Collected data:
= = = = =

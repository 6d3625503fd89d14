//! Pure state transition function
//!
//! Given the same state and event this always produces the same result and
//! performs no I/O. The manager applies the new state and runs the effects.

use super::{AuthState, AuthStatus, Effect, Event, LoginOrigin};
use crate::api::SESSION_EXPIRED_TEXT;
use thiserror::Error;
use uuid::Uuid;

pub const SIGNED_OUT_TEXT: &str = "You have signed out.";

/// Result of a state transition
#[derive(Debug)]
pub struct TransitionResult {
    pub new_state: AuthState,
    pub effects: Vec<Effect>,
}

impl TransitionResult {
    pub fn new(state: AuthState) -> Self {
        Self {
            new_state: state,
            effects: vec![],
        }
    }

    #[must_use]
    pub fn with_effect(mut self, effect: Effect) -> Self {
        self.effects.push(effect);
        self
    }

    /// Stay in `state` and do nothing
    pub fn unchanged(state: &AuthState) -> Self {
        Self::new(state.clone())
    }
}

/// Errors that can occur during transition
#[derive(Debug, Clone, PartialEq, Eq, Error)]
pub enum TransitionError {
    #[error("Already signed in (sign out first)")]
    AlreadyAuthenticated,
    #[error("Sign-in already in progress")]
    LoginInProgress,
    #[error("Discarded stale {0}")]
    Stale(&'static str),
    #[error("Invalid transition: {0}")]
    InvalidTransition(String),
}

/// Pure transition function
pub fn transition(state: &AuthState, event: Event) -> Result<TransitionResult, TransitionError> {
    match (state, event) {
        // ============================================================
        // Login
        // ============================================================
        (AuthState::Anonymous, Event::LoginStarted { attempt }) => {
            Ok(begin_login(LoginOrigin::Anonymous, attempt))
        }
        (AuthState::Expired, Event::LoginStarted { attempt }) => {
            Ok(begin_login(LoginOrigin::Expired, attempt))
        }

        (AuthState::Authenticated(_), Event::LoginStarted { .. }) => {
            Err(TransitionError::AlreadyAuthenticated)
        }
        (AuthState::Authenticating { .. }, Event::LoginStarted { .. }) => {
            Err(TransitionError::LoginInProgress)
        }

        (
            AuthState::Authenticating { attempt, .. },
            Event::LoginSucceeded {
                attempt: answered,
                session,
            },
        ) if *attempt == answered => {
            let welcome = format!("Welcome back, {}!", session.display_name);
            Ok(TransitionResult::new(AuthState::Authenticated(session.clone()))
                .with_effect(Effect::PersistSession(session))
                .with_effect(Effect::StatusChanged(AuthStatus::Authenticated))
                .with_effect(Effect::notify_success(welcome)))
        }

        (
            AuthState::Authenticating { origin, attempt },
            Event::LoginFailed {
                attempt: answered,
                error,
            },
        ) if *attempt == answered => {
            let restored = AuthState::from(*origin);
            let status = restored.status();
            Ok(TransitionResult::new(restored)
                .with_effect(Effect::StatusChanged(status))
                .with_effect(Effect::notify_error(error.user_text())))
        }

        // Outcome of an attempt that was abandoned (logout mid-flight),
        // possibly after a newer attempt started
        (_, Event::LoginSucceeded { .. }) => Err(TransitionError::Stale("login response")),
        (_, Event::LoginFailed { .. }) => Err(TransitionError::Stale("login failure")),

        // ============================================================
        // Logout - valid everywhere, silent without a session
        // ============================================================
        (AuthState::Authenticated(_), Event::LogoutRequested) => {
            Ok(TransitionResult::new(AuthState::Anonymous)
                .with_effect(Effect::ClearCredentials)
                .with_effect(Effect::EndTranscript)
                .with_effect(Effect::StatusChanged(AuthStatus::Anonymous))
                .with_effect(Effect::notify_info(SIGNED_OUT_TEXT)))
        }

        (AuthState::Authenticating { .. } | AuthState::Expired, Event::LogoutRequested) => {
            Ok(TransitionResult::new(AuthState::Anonymous)
                .with_effect(Effect::ClearCredentials)
                .with_effect(Effect::StatusChanged(AuthStatus::Anonymous)))
        }

        (AuthState::Anonymous, Event::LogoutRequested) => Ok(TransitionResult::unchanged(state)),

        // ============================================================
        // Authorization failure
        // ============================================================

        // Only the session that presented the rejected token can expire.
        // Concurrent 401s after the first find the session already gone.
        (AuthState::Authenticated(session), Event::Unauthorized { token })
            if session.token == token =>
        {
            Ok(TransitionResult::new(AuthState::Expired)
                .with_effect(Effect::ClearCredentials)
                .with_effect(Effect::EndTranscript)
                .with_effect(Effect::StatusChanged(AuthStatus::Expired))
                .with_effect(Effect::notify_error(SESSION_EXPIRED_TEXT))
                .with_effect(Effect::NavigateToLogin)
                .with_effect(Effect::SettleExpiry))
        }

        (_, Event::Unauthorized { .. }) => Ok(TransitionResult::unchanged(state)),

        (AuthState::Expired, Event::ExpiryHandled) => Ok(TransitionResult::new(
            AuthState::Anonymous,
        )
        .with_effect(Effect::StatusChanged(AuthStatus::Anonymous))),

        // ============================================================
        // Persistence failure - roll the login back
        // ============================================================
        (AuthState::Authenticated(_), Event::PersistFailed { message }) => {
            Ok(TransitionResult::new(AuthState::Anonymous)
                .with_effect(Effect::ClearCredentials)
                .with_effect(Effect::EndTranscript)
                .with_effect(Effect::StatusChanged(AuthStatus::Anonymous))
                .with_effect(Effect::notify_error(format!(
                    "Could not save your session: {message}"
                ))))
        }

        // ============================================================
        // Invalid Transitions
        // ============================================================
        (state, event) => Err(TransitionError::InvalidTransition(format!(
            "No transition from {state:?} with event {event:?}"
        ))),
    }
}

fn begin_login(origin: LoginOrigin, attempt: Uuid) -> TransitionResult {
    TransitionResult::new(AuthState::Authenticating { origin, attempt })
        .with_effect(Effect::StatusChanged(AuthStatus::Authenticating))
}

= = = = =

**What is needed**: Your answer is a single number: the count of lines in the records holding the string "that".

**Completed exercise**: 3